◆ What is being asked ◆
Throughout the material below, count the lines that include the string "program", then report only the resulting number.

****************************************

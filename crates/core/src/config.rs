//! Store configuration (`.trail/config.toml`)

use anyhow::{Context, Result};
use serde::{Deserialize, Serialize};
use std::path::Path;
use std::time::Duration;

/// File name of the configuration inside the data directory
pub const CONFIG_FILE: &str = "config.toml";

/// Tunables for the version store
#[derive(Debug, Clone, PartialEq, Eq, Serialize, Deserialize)]
#[serde(default)]
pub struct StoreConfig {
    /// Largest accepted program, in bytes (default: 1 MiB)
    pub max_content_bytes: usize,
    /// Longest accepted annotation, in characters (default: 200)
    pub max_annotation_chars: usize,
    /// Upper bound applied to every page request (default: 50)
    pub max_page_size: usize,
    /// Page size used when the caller does not ask for one (default: 20)
    pub default_page_size: usize,
    /// Characters of content shown in history previews (default: 100)
    pub preview_chars: usize,
    /// Time budget for aligning a diff, in milliseconds (default: 1000)
    pub diff_timeout_ms: usize,
}

impl Default for StoreConfig {
    fn default() -> Self {
        Self {
            max_content_bytes: 1024 * 1024,
            max_annotation_chars: 200,
            max_page_size: 50,
            default_page_size: 20,
            preview_chars: 100,
            diff_timeout_ms: 1000,
        }
    }
}

impl StoreConfig {
    /// Keys accepted by [`StoreConfig::get`] and [`StoreConfig::set`]
    pub const KEYS: [&'static str; 6] = [
        "max_content_bytes",
        "max_annotation_chars",
        "max_page_size",
        "default_page_size",
        "preview_chars",
        "diff_timeout_ms",
    ];

    /// Load from `dir/config.toml`, falling back to defaults when absent
    pub fn load(dir: &Path) -> Result<Self> {
        let path = dir.join(CONFIG_FILE);
        if !path.exists() {
            return Ok(Self::default());
        }

        let raw = std::fs::read_to_string(&path)
            .with_context(|| format!("Failed to read {}", path.display()))?;
        let config: Self = toml::from_str(&raw)
            .with_context(|| format!("Failed to parse {}", path.display()))?;
        config.validate()?;
        Ok(config)
    }

    /// Validate and write to `dir/config.toml`
    pub fn save(&self, dir: &Path) -> Result<()> {
        self.validate()?;
        let path = dir.join(CONFIG_FILE);
        let raw = toml::to_string_pretty(self).context("Failed to serialize config")?;
        std::fs::write(&path, raw)
            .with_context(|| format!("Failed to write {}", path.display()))?;
        Ok(())
    }

    /// Check every value against its valid range
    pub fn validate(&self) -> Result<()> {
        check_range("max_content_bytes", self.max_content_bytes, 1, 64 * 1024 * 1024)?;
        check_range("max_annotation_chars", self.max_annotation_chars, 1, 10_000)?;
        check_range("max_page_size", self.max_page_size, 1, 1000)?;
        check_range("default_page_size", self.default_page_size, 1, self.max_page_size)?;
        check_range("preview_chars", self.preview_chars, 0, 10_000)?;
        check_range("diff_timeout_ms", self.diff_timeout_ms, 1, 60_000)?;
        Ok(())
    }

    /// Read a value by key
    pub fn get(&self, key: &str) -> Result<usize> {
        let value = match key {
            "max_content_bytes" => self.max_content_bytes,
            "max_annotation_chars" => self.max_annotation_chars,
            "max_page_size" => self.max_page_size,
            "default_page_size" => self.default_page_size,
            "preview_chars" => self.preview_chars,
            "diff_timeout_ms" => self.diff_timeout_ms,
            _ => anyhow::bail!("Unknown config key: {}", key),
        };
        Ok(value)
    }

    /// Set a value by key (not validated until [`StoreConfig::validate`])
    pub fn set(&mut self, key: &str, value: &str) -> Result<()> {
        let parsed: usize = value
            .parse()
            .with_context(|| format!("Invalid value for {}: must be a non-negative integer", key))?;

        match key {
            "max_content_bytes" => self.max_content_bytes = parsed,
            "max_annotation_chars" => self.max_annotation_chars = parsed,
            "max_page_size" => self.max_page_size = parsed,
            "default_page_size" => self.default_page_size = parsed,
            "preview_chars" => self.preview_chars = parsed,
            "diff_timeout_ms" => self.diff_timeout_ms = parsed,
            _ => anyhow::bail!("Unknown config key: {}", key),
        }
        Ok(())
    }

    pub fn diff_timeout(&self) -> Duration {
        Duration::from_millis(self.diff_timeout_ms as u64)
    }

    /// Clamp a requested page size into `1..=max_page_size`
    pub fn clamp_page_size(&self, requested: usize) -> usize {
        requested.clamp(1, self.max_page_size)
    }
}

fn check_range(key: &str, value: usize, min: usize, max: usize) -> Result<()> {
    if value < min || value > max {
        anyhow::bail!("{} must be in {}..={} (got {})", key, min, max, value);
    }
    Ok(())
}

/// Commented example configuration
pub fn example_config() -> &'static str {
    r#"# Codetrail store configuration

# Largest accepted program in bytes (1 - 67108864)
max_content_bytes = 1048576

# Longest annotation in characters (1 - 10000)
max_annotation_chars = 200

# Page size ceiling for history listings (1 - 1000)
max_page_size = 50

# Page size used when none is requested (1 - max_page_size)
default_page_size = 20

# Characters of content in history previews (0 - 10000)
preview_chars = 100

# Milliseconds spent aligning a diff before falling back to a coarse one (1 - 60000)
diff_timeout_ms = 1000
"#
}
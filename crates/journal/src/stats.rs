//! Store-wide counters and per-owner history summaries
//!
//! Both are answered from the head records alone: every head carries its
//! timeline's version and checkpoint counts, so no version is decoded to
//! count it.

use crate::codec::{self, decode, HeadRecord};
use crate::error::{Result, StoreError};
use crate::journal::Journal;
use std::collections::BTreeMap;
use trail_core::{OwnerId, OwnerKey, SubjectId, Version};

/// Version counts across the whole store
#[derive(Debug, Clone, Default, PartialEq, Eq)]
pub struct HistoryStats {
    pub versions: u64,
    pub checkpoints: u64,
    /// Timelines with at least one version
    pub timelines: u64,
    pub by_owner: BTreeMap<OwnerId, u64>,
    pub by_subject: BTreeMap<SubjectId, u64>,
}

impl HistoryStats {
    pub fn auto_saves(&self) -> u64 {
        self.versions - self.checkpoints
    }

    fn add(&mut self, key: OwnerKey, head: &HeadRecord) {
        self.versions += head.count;
        self.checkpoints += head.checkpoints;
        self.timelines += 1;
        *self.by_owner.entry(key.owner).or_default() += head.count;
        *self.by_subject.entry(key.subject).or_default() += head.count;
    }
}

/// One of an owner's timelines with its newest versions
#[derive(Debug, Clone, PartialEq, Eq)]
pub struct TimelineSummary {
    pub key: OwnerKey,
    pub count: u64,
    pub checkpoints: u64,
    /// Newest first
    pub recent: Vec<Version>,
}

impl Journal {
    /// Count versions by owner, by subject and by kind
    pub fn stats(&self) -> Result<HistoryStats> {
        let mut stats = HistoryStats::default();
        for (key, head) in self.heads_under(&[])? {
            stats.add(key, &head);
        }

        tracing::debug!(
            versions = stats.versions,
            timelines = stats.timelines,
            "computed history stats"
        );
        Ok(stats)
    }

    /// Every non-empty timeline of `owner` in subject order, each with up to
    /// `recent` of its newest versions
    pub fn owner_history(&self, owner: OwnerId, recent: usize) -> Result<Vec<TimelineSummary>> {
        let mut summaries = Vec::new();
        for (key, head) in self.heads_under(&codec::owner_prefix(owner))? {
            let recent = if recent == 0 {
                Vec::new()
            } else {
                self.list(key, recent, None)?.items
            };
            summaries.push(TimelineSummary {
                key,
                count: head.count,
                checkpoints: head.checkpoints,
                recent,
            });
        }
        Ok(summaries)
    }

    fn heads_under(&self, prefix: &[u8]) -> Result<Vec<(OwnerKey, HeadRecord)>> {
        self.heads
            .scan_prefix(prefix)
            .map(|item| {
                let (raw_key, raw) = item?;
                let key = codec::parse_owner_key(&raw_key).ok_or_else(|| {
                    StoreError::Corrupt(format!("head key of {} bytes", raw_key.len()))
                })?;
                Ok((key, decode::<HeadRecord>(&raw)?))
            })
            .collect()
    }
}
//! Codetrail core - domain types shared by the version store
//!
//! This crate provides:
//! - Owner keys, version records, and save outcomes
//! - BLAKE3 content hashing
//! - Line-oriented diffing
//! - Store configuration

pub mod config;
pub mod diff;
pub mod hash;
pub mod version;

// Re-export main types for convenience
pub use config::StoreConfig;
pub use diff::{DiffBlock, DiffOp, DiffStats, LineDiff};
pub use hash::{hash_content, ContentHash};
pub use version::{
    Current, OwnerId, OwnerKey, Position, SaveKind, SaveOutcome, SubjectId, Version, VersionId,
};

****************************************

◆ Answer box ◆
2